FOR FURTHER INFORMATION CONTACT: Ms. Karin Weng of the Department,
telephone (202) 219-8881. (This is not a toll-free number.)
SUPPLEMENTARY INFORMATION: On September 5, 1997, the Department of
Labor (the Department) published a notice of proposed exemption in the
Federal Register (62 FR 47056) that would replace PTE 93-40. PTE 93-40
provided an exemption from certain prohibited transaction restrictions
of section 406 of the Act and from the sanctions resulting from the
application of section 4975 of the Code, by reason of section
4975(c)(1) of the Code. The proposed exemption was requested in an
application filed by AEW pursuant to section 408(a) of the Act and
section 4975(c)(2) of the Code and in accordance with the procedures
set forth in 29 CFR Part 2570, Subpart B (55 FR 32836, August 10,
1990). Effective December 31, 1978, section 102 of Reorganization Plan
No. 4 of 1978 (43 FR 47713, October 17, 1978) transferred the authority
of the Secretary of the Treasury to issue exemptions of the type
requested to the Secretary of Labor. Accordingly, this replacement
exemption is being issued solely by the Department.
General Information
The attention of interested persons is directed to the following:
(1) The fact that a transaction is the subject of an exemption
under section 408(a) of the Act and section 4975(c)(2) of the Code does
not relieve a fiduciary or other party in interest or disqualified
person from certain other provisions of the Act and the Code, including
any prohibited transaction provisions to which the exemption does not
apply and the general fiduciary responsibility
[[Page 58750]]
provisions of section 404 of the Act, which require, among other
things, a fiduciary to discharge his or her duties respecting a plan
solely in the interest of the participants and beneficiaries of the
plan and in a prudent fashion in accordance with section 404(a)(1)(B)

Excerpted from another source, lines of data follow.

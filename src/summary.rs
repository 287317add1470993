//! Run summary: the statistics record produced by `summarize`, persisted
//! under a timestamped name in the work directory.

use std::collections::BTreeMap;
use std::path::{Path, PathBuf};

use serde::Serialize;

#[derive(Debug, Clone, PartialEq, Serialize)]
pub struct RunSummary {
    /// Steady-state clock count (fill/drain cycles removed).
    pub total_clock: i64,
    pub avg_clock_per_matrix: f64,
    pub utilization_per_pe: Vec<Vec<f64>>,
    pub total_avg_utilization: f64,
    pub total_std_utilization: f64,
    /// Per-tick non-bubble occupancy per thread, keyed `"i,j,H"` for
    /// horizontal internal buffers and `"i,j,V"` for vertical ones.
    pub load_record_per_buffer: BTreeMap<String, Vec<Vec<u32>>>,
}

impl RunSummary {
    /// Write the summary as pretty JSON under `Summary<timestamp>.json` in
    /// `dir`.  Returns the path written.
    pub fn save_timestamped(&self, dir: &Path) -> Result<PathBuf, String> {
        let stamp = chrono::Local::now().format("%m_%d_%Y_%H_%M_%S");
        let path = dir.join(format!("Summary{stamp}.json"));
        let json = serde_json::to_string_pretty(self)
            .map_err(|e| format!("cannot serialize summary: {e}"))?;
        std::fs::write(&path, json).map_err(|e| format!("cannot write {}: {e}", path.display()))?;
        Ok(path)
    }
}

#[cfg(test)]
mod tests {
    use super::*;

    fn sample() -> RunSummary {
        RunSummary {
            total_clock: 107,
            avg_clock_per_matrix: 26.75,
            utilization_per_pe: vec![vec![0.5, 0.25], vec![0.75, 1.0]],
            total_avg_utilization: 0.625,
            total_std_utilization: 0.28,
            load_record_per_buffer: BTreeMap::from([
                ("0,0,H".to_string(), vec![vec![0, 1, 2]]),
                ("0,0,V".to_string(), vec![vec![1, 1, 0]]),
            ]),
        }
    }

    #[test]
    fn test_save_writes_readable_json() {
        let dir = tempfile::tempdir().unwrap();
        let path = sample().save_timestamped(dir.path()).unwrap();

        let content = std::fs::read_to_string(&path).unwrap();
        let value: serde_json::Value = serde_json::from_str(&content).unwrap();
        assert_eq!(value["total_clock"], 107);
        assert_eq!(value["load_record_per_buffer"]["0,0,H"][0][2], 2);
        assert!(path
            .file_name()
            .unwrap()
            .to_string_lossy()
            .starts_with("Summary"));
    }
}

of the Act; nor does it affect the requirements of section 401(a) of
the Code that the plan operate for the exclusive benefit of the
employees of the employer maintaining the plan and their beneficiaries;
(2) In accordance with section 408(a) of the Act and section
4975(c)(2) of the Code, the Department has found that the exemption is
administratively feasible, in the interests of the plans and their
participants and beneficiaries, and protective of the rights of
participants and beneficiaries of the plans; and
(3) The exemption is supplemental to, and not in derogation of, any
other provisions of the Act and the Code, including statutory or
administrative exemptions. Furthermore, the fact that a transaction is
subject to an administrative or statutory exemption is not dispositive
of whether the transaction is in fact a prohibited transaction.

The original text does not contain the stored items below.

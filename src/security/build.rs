use super::{flatten_requirements, Authorizer, SecurityEntry, SecurityMap};
use crate::error::CompileError;
use crate::resolve::{resolve, ModuleLoader, Reference};
use crate::spec::{SecurityDecl, SecuritySchemeDef};
use http::Method;
use indexmap::IndexMap;
use serde_json::Value;
use std::path::Path;
use tracing::{debug, warn};

/// Compiles route security requirements into [`SecurityMap`]s.
pub struct SecurityCompiler<'a> {
    loader: &'a dyn ModuleLoader<Authorizer>,
    basedir: &'a Path,
    security_root: Option<&'a Path>,
}

impl<'a> SecurityCompiler<'a> {
    pub fn new(
        loader: &'a dyn ModuleLoader<Authorizer>,
        basedir: &'a Path,
        security_root: Option<&'a Path>,
    ) -> Self {
        SecurityCompiler {
            loader,
            basedir,
            security_root,
        }
    }

    /// Compile a route's requirement objects, one [`SecurityMap`] per object
    /// in declaration order. Schemes inside one object are all required;
    /// the objects are alternatives.
    ///
    /// Returns `Ok(None)` when there are no global definitions, no
    /// requirement, or the requirement is not a list of requirement objects.
    ///
    /// # Errors
    ///
    /// [`CompileError::UnknownSecurityScheme`] and
    /// [`CompileError::UnknownScope`].
    pub fn requirements(
        &self,
        definitions: Option<&IndexMap<String, SecuritySchemeDef>>,
        requirement: Option<&SecurityDecl>,
        path: &str,
        method: &Method,
    ) -> Result<Option<Vec<SecurityMap>>, CompileError> {
        let (Some(definitions), Some(requirements)) =
            (definitions, requirement.and_then(SecurityDecl::requirements))
        else {
            return Ok(None);
        };

        let mut compiled = Vec::with_capacity(requirements.len());
        for requirement in requirements {
            let mut group = SecurityMap::new();
            for (name, requested) in requirement {
                let def = definitions.get(name).ok_or_else(|| {
                    CompileError::UnknownSecurityScheme {
                        scheme: name.clone(),
                        path: path.to_string(),
                        method: method.clone(),
                    }
                })?;

                let scopes = requested
                    .iter()
                    .map(|scope| match scope {
                        Value::String(s) if def.has_scope(s) => Ok(s.clone()),
                        other => Err(CompileError::UnknownScope {
                            scope: other.as_str().map_or_else(|| other.to_string(), str::to_string),
                            scheme: name.clone(),
                            path: path.to_string(),
                            method: method.clone(),
                        }),
                    })
                    .collect::<Result<Vec<_>, _>>()?;

                let authorize = self.authorizer_for(name, def);
                debug!(
                    path = %path,
                    method = %method,
                    scheme = %name,
                    scopes = ?scopes,
                    authorize = authorize.is_some(),
                    "Compiled security requirement"
                );
                group.insert(name.clone(), SecurityEntry { scopes, authorize });
            }
            compiled.push(group);
        }
        Ok(Some(compiled))
    }

    /// Build the flat security map for one route: every requirement object
    /// merged in order, a scheme named twice keeping the last scopes given.
    ///
    /// # Errors
    ///
    /// See [`SecurityCompiler::requirements`].
    pub fn build(
        &self,
        definitions: Option<&IndexMap<String, SecuritySchemeDef>>,
        requirement: Option<&SecurityDecl>,
        path: &str,
        method: &Method,
    ) -> Result<Option<SecurityMap>, CompileError> {
        Ok(self
            .requirements(definitions, requirement, path, method)?
            .as_deref()
            .map(flatten_requirements))
    }

    /// A declared `x-authorize` is the only source for its scheme; the
    /// security root is consulted only for schemes without one.
    fn authorizer_for(&self, name: &str, def: &SecuritySchemeDef) -> Option<Authorizer> {
        if let Some(declared) = &def.authorize {
            let authorizer = resolve(self.loader, self.basedir, declared, None);
            if authorizer.is_none() {
                warn!(
                    scheme = %name,
                    reference = ?declared,
                    "x-authorize did not resolve; scheme has no authorizer"
                );
            }
            return authorizer;
        }

        let root = self.security_root?;
        resolve(self.loader, self.basedir, &Reference::Module(root.join(name)), None)
    }
}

(4) The exemption is applicable to the transactions previously
described in PTE 93-40 only if the conditions specified herein are
satisfied.
Exemption
Under the authority of section 408(a) of the Act and section
4975(c)(2) of the Code and in accordance with the procedures set forth
in 29 CFR Part 2570, subpart B, the Department hereby replaces PTE 93-
40 as follows:
Part I. Exemption for Payment of Certain Fees to AEW
The restrictions of section 406 (b)(1) and (b)(2) of the Act and
the sanctions resulting from the application of section 4975 of the
Code, by reason of section 4975(c)(1)(E) of the Code, shall not apply
to the payment of certain initial investment fees (the Investment Fee)
and disposition fees (the Disposition Fee) to AEW by employee benefit
plans for which AEW provides investment management services (the Client
Plans), pursuant to an investment management agreement (the Agreement)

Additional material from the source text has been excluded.